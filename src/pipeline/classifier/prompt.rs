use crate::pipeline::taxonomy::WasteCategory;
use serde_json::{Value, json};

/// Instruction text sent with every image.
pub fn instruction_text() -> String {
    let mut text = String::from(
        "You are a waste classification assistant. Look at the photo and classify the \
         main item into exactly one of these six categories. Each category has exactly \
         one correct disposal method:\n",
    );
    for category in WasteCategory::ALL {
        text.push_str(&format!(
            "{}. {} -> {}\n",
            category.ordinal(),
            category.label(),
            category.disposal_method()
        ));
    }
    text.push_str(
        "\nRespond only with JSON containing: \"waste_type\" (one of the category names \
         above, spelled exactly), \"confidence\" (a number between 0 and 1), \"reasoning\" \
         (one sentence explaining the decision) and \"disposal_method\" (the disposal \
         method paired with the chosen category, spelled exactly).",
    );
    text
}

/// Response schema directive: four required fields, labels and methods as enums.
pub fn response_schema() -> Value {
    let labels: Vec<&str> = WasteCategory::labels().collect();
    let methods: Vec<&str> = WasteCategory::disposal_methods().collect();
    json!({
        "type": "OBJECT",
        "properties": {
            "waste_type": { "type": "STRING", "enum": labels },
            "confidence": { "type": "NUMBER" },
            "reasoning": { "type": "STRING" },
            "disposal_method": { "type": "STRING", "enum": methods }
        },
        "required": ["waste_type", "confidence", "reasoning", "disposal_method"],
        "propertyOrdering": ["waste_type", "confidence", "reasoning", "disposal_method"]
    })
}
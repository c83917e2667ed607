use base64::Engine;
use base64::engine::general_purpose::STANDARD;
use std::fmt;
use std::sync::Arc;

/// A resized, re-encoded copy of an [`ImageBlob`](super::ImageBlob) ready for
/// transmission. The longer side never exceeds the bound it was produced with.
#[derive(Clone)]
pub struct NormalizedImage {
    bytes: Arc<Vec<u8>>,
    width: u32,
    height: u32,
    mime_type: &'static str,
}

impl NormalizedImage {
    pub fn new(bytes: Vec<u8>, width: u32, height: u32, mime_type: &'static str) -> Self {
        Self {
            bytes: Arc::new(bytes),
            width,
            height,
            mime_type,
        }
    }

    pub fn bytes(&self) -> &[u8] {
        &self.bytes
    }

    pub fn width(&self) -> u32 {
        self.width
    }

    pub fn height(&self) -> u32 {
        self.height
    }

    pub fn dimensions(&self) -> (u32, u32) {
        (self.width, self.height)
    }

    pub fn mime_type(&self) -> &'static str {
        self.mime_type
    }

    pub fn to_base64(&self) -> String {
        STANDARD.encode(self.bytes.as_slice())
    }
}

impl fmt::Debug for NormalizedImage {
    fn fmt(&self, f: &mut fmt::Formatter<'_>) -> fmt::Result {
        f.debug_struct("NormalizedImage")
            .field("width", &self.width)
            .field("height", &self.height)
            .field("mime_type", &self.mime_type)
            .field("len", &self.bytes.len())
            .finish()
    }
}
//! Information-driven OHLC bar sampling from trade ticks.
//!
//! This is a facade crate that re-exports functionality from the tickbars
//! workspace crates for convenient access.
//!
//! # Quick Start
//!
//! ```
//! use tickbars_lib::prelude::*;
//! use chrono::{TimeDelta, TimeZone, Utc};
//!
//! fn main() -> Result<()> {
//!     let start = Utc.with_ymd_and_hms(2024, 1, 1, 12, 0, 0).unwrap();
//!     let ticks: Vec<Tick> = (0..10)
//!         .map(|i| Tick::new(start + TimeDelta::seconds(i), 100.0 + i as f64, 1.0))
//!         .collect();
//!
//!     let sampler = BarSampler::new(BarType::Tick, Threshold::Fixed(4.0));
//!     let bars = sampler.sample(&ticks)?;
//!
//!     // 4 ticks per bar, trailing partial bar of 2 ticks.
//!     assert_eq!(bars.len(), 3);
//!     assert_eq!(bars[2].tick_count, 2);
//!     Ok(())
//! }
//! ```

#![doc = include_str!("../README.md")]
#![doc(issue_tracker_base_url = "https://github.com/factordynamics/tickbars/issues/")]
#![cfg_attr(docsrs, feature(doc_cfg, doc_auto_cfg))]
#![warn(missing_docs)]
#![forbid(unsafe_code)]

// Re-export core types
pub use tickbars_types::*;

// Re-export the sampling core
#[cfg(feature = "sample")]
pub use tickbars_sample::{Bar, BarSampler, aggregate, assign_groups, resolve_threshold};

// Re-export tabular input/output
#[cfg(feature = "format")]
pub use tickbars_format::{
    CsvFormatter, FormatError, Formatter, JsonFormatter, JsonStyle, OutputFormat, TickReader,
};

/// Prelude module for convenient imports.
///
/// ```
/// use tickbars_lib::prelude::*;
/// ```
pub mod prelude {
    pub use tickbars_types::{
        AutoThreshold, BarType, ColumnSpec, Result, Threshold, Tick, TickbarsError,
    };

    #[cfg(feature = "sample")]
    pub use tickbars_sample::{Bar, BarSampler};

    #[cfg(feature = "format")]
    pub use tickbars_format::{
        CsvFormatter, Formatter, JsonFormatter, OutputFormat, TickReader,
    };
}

Work item: Each line of the data that has the string "pipeline" should be returned.

Reply to the task:
filename src/pipeline/classifier/prompt.rs
use crate::pipeline::taxonomy::WasteCategory;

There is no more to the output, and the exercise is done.